Si Gede dan Si Kecil

Si Gede

Dia menangis keras ditaman dekat rumah. Tangisnya membuat bising udara. Wajah cantiknya menarik perhatian saya. Waktu saya dekatin, tangisnya semakin keras. Sayang, saya tidak mengerti arti tatapannya. Saya cuma mengerti kalau dia terpisah dari ibunya dan kelaparan. Saya angkat. Saya dekap agar hangat, tangisnya rada mereda. Sambil berjalan ke arah rumah, saya berusaha mendiamkan agar tangis berhenti … hmm … tidak berhasil.

Sesampainya dirumah, saya membuat susu hangat untuk dia. Dia meminumnya dengan cepat. Ups … hati-hati nanti keselek. Lapar sekali dia. 2 gelas susu habis dengan cepat. Tak berapa lama, dia sudah dimandikan dengan wangi shampoo orang dewasa. Akhirnya dia tertidur dengan nyenyaknya. Ahhh … wajahnya terlihat tenang. Cukup lama dia tertidur. Dia beri nama si Kuning karena bulunya kuning dengan ekor pendek.

Beberapa bulan kemudian.

Dia tambah ganteng, cantik, lincah, lucu, manja, pintar, bandel, sangat sayang sama saya. Kadang-kadang saya kasihan lihat dia bermain sendiri apalagi kalau saya sibuk dan capek sepulang kerja, tidak bisa main bersama.

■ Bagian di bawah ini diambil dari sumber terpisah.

//! Candidate-image selection from page markup.
//!
//! Yields a small, prioritized set of image URLs for a page: the
//! social-preview image (og:image / twitter:image) first, then `<img>` tags
//! in document order. Candidates are deduplicated by resolved absolute URL
//! and hard-capped at `limit`.

use once_cell::sync::Lazy;
use scraper::{Html, Selector};
use std::collections::HashSet;
use tracing::debug;
use url::Url;

/// Default candidate cap per page.
pub const DEFAULT_LIMIT: usize = 3;

static META_SELECTORS: Lazy<Vec<Selector>> = Lazy::new(|| {
    [
        r#"meta[property="og:image"]"#,
        r#"meta[name="twitter:image"]"#,
    ]
    .iter()
    .map(|s| Selector::parse(s).unwrap())
    .collect()
});

static IMG_SELECTOR: Lazy<Selector> = Lazy::new(|| Selector::parse("img").unwrap());

/// Scan `html` for up to `limit` candidate images.
///
/// Returns `(absolute_url, alt)` pairs in priority order. Social-preview
/// meta images carry no alt text. `data:` URIs, empty sources, and URLs that
/// fail to resolve against `base_url` are skipped.
pub fn pick_candidates(html: &str, base_url: &str, limit: usize) -> Vec<(String, Option<String>)> {
    let Ok(base) = Url::parse(base_url) else {
        debug!(%base_url, "Unparseable base URL; no candidates");
        return Vec::new();
    };

    let document = Html::parse_document(html);
    let mut seen: HashSet<String> = HashSet::new();
    let mut picked: Vec<(String, Option<String>)> = Vec::new();

    // Prefer og/twitter preview image first
    for sel in META_SELECTORS.iter() {
        if picked.len() >= limit {
            break;
        }
        if let Some(node) = document.select(sel).next()
            && let Some(content) = node.value().attr("content")
            && !content.is_empty()
            && !content.starts_with("data:")
            && let Ok(resolved) = base.join(content)
        {
            let resolved = resolved.to_string();
            if seen.insert(resolved.clone()) {
                picked.push((resolved, None));
            }
        }
    }

    // Then <img> tags in document order
    for node in document.select(&IMG_SELECTOR) {
        if picked.len() >= limit {
            break;
        }
        let src = node
            .value()
            .attr("src")
            .filter(|s| !s.is_empty())
            .or_else(|| node.value().attr("data-src").filter(|s| !s.is_empty()));
        let Some(src) = src else { continue };
        if src.starts_with("data:") {
            continue;
        }
        let Ok(resolved) = base.join(src) else {
            continue;
        };
        let resolved = resolved.to_string();
        if !seen.insert(resolved.clone()) {
            continue;
        }
        let alt = node
            .value()
            .attr("alt")
            .map(str::to_string)
            .filter(|a| !a.is_empty());
        picked.push((resolved, alt));
    }

    debug!(count = picked.len(), %base_url, "Picked image candidates");
    picked
}

#[cfg(test)]
mod tests {
    use super::*;

    const BASE: &str = "https://news.example.com/story/1";

    #[test]
    fn test_og_image_comes_first_then_img_tags_up_to_limit() {
        let html = r#"<html><head>
            <meta property="og:image" content="/preview.jpg">
        </head><body>
            <img src="/a.jpg" alt="first">
            <img src="/b.jpg" alt="second">
            <img src="/c.jpg">
            <img src="/d.jpg">
            <img src="/e.jpg">
        </body></html>"#;

        let picked = pick_candidates(html, BASE, 3);
        assert_eq!(picked.len(), 3);
        assert_eq!(picked[0].0, "https://news.example.com/preview.jpg");
        assert_eq!(picked[0].1, None);
        assert_eq!(picked[1].0, "https://news.example.com/a.jpg");
        assert_eq!(picked[1].1.as_deref(), Some("first"));
        assert_eq!(picked[2].0, "https://news.example.com/b.jpg");
    }

    #[test]
    fn test_dedup_by_resolved_url() {
        let html = r#"<html><head>
            <meta property="og:image" content="https://news.example.com/a.jpg">
        </head><body>
            <img src="/a.jpg" alt="same as preview">
            <img src="https://news.example.com/a.jpg">
            <img src="/b.jpg">
        </body></html>"#;

        let picked = pick_candidates(html, BASE, 3);
        let urls: Vec<&str> = picked.iter().map(|(u, _)| u.as_str()).collect();
        assert_eq!(
            urls,
            [
                "https://news.example.com/a.jpg",
                "https://news.example.com/b.jpg"
            ]
        );
    }

    #[test]
    fn test_skips_data_uris_and_empty_sources() {
        let html = r#"<html><body>
            <img src="data:image/png;base64,AAAA">
            <img src="">
            <img src="/real.png" alt="kept">
        </body></html>"#;

        let picked = pick_candidates(html, BASE, 3);
        assert_eq!(picked.len(), 1);
        assert_eq!(picked[0].0, "https://news.example.com/real.png");
    }

    #[test]
    fn test_lazy_load_fallback_attribute() {
        let html = r#"<html><body>
            <img data-src="/lazy.jpg" alt="lazy">
        </body></html>"#;

        let picked = pick_candidates(html, BASE, 3);
        assert_eq!(picked.len(), 1);
        assert_eq!(picked[0].0, "https://news.example.com/lazy.jpg");
        assert_eq!(picked[0].1.as_deref(), Some("lazy"));
    }

    #[test]
    fn test_twitter_image_used_when_no_og_image() {
        let html = r#"<html><head>
            <meta name="twitter:image" content="/tw.jpg">
        </head><body></body></html>"#;

        let picked = pick_candidates(html, BASE, 3);
        assert_eq!(picked.len(), 1);
        assert_eq!(picked[0].0, "https://news.example.com/tw.jpg");
    }

    #[test]
    fn test_never_exceeds_limit() {
        let imgs: String = (0..10)
            .map(|i| format!(r#"<img src="/{i}.jpg">"#))
            .collect();
        let html = format!("<html><body>{imgs}</body></html>");

        assert_eq!(pick_candidates(&html, BASE, DEFAULT_LIMIT).len(), DEFAULT_LIMIT);
        assert_eq!(pick_candidates(&html, BASE, 1).len(), 1);
        assert!(pick_candidates(&html, BASE, 0).is_empty());
    }

    #[test]
    fn test_data_uri_preview_is_skipped() {
        let html = r#"<html><head>
            <meta property="og:image" content="data:image/gif;base64,AAAA">
        </head><body><img src="/x.jpg"></body></html>"#;

        let picked = pick_candidates(html, BASE, 3);
        assert_eq!(picked.len(), 1);
        assert_eq!(picked[0].0, "https://news.example.com/x.jpg");
    }
}
//! Error taxonomy for the extraction pipeline.
//!
//! Only [`ScrapeError::Connect`] on a *page* fetch is allowed to escape a
//! single page-processing run; every other failure category is absorbed into
//! a degraded-but-valid [`Article`](crate::models::Article). Image download
//! failures never surface here at all — they collapse to `None` inside the
//! image store.

use thiserror::Error;

/// Errors that can occur while fetching pages and generating structured output.
#[derive(Error, Debug)]
pub enum ScrapeError {
    /// Transport, timeout, or HTTP-status failure after retries were exhausted.
    #[error("connect_error: {url}: {source}")]
    Connect {
        /// The URL whose fetch failed.
        url: String,
        #[source]
        source: reqwest::Error,
    },

    /// The model's reply could not be coerced into a JSON object.
    #[error("malformed model output: {0}")]
    MalformedOutput(String),

    /// HTTP plumbing failure inside an LLM backend call.
    #[error("LLM request failed: {0}")]
    Http(#[from] reqwest::Error),

    /// JSON (de)serialization failure outside the model-output repair path.
    #[error("JSON serialization failed: {0}")]
    Json(#[from] serde_json::Error),

    /// Filesystem failure while preparing or writing to the data area.
    #[error("I/O error: {0}")]
    Io(#[from] std::io::Error),

    /// Image decode or encode failure inside the store.
    #[error("image error: {0}")]
    Image(#[from] image::ImageError),
}

/// Crate-wide result alias.
pub type Result<T> = std::result::Result<T, ScrapeError>;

Dia perlu teman sepantaran minimal umurnya tidak terlalu jauh ….

Si Kecil

Tak lama kemudian di taman yang sama (taman itu kayaknya tempat pembuangan) terdengar tangisan yang menyayat hati. Wah, again … saya cari dimana datangnya suara itu. Ketemu … ada disuatu sudut … cantik sekali, matanya meruncing ke atas, saya baru lihat mata seperti itu. Warna bola matanya orange. Dia ini lebih bandel … takut-takut dia menghampiri saya. Saya dekap dan bawa pulang ke rumah. Saya beri susu hangat, dimandikan dan dia tidur. Dia beri nama si Putih karena bulunya putih dan berekor pendek.

Gede tidak keberatan ada makhluk baru dan mereka bermain bersama.

Akhirnya saya mengganti nama mereka untuk si kuning adalah Gede dan si putih dengan nama si Kecil.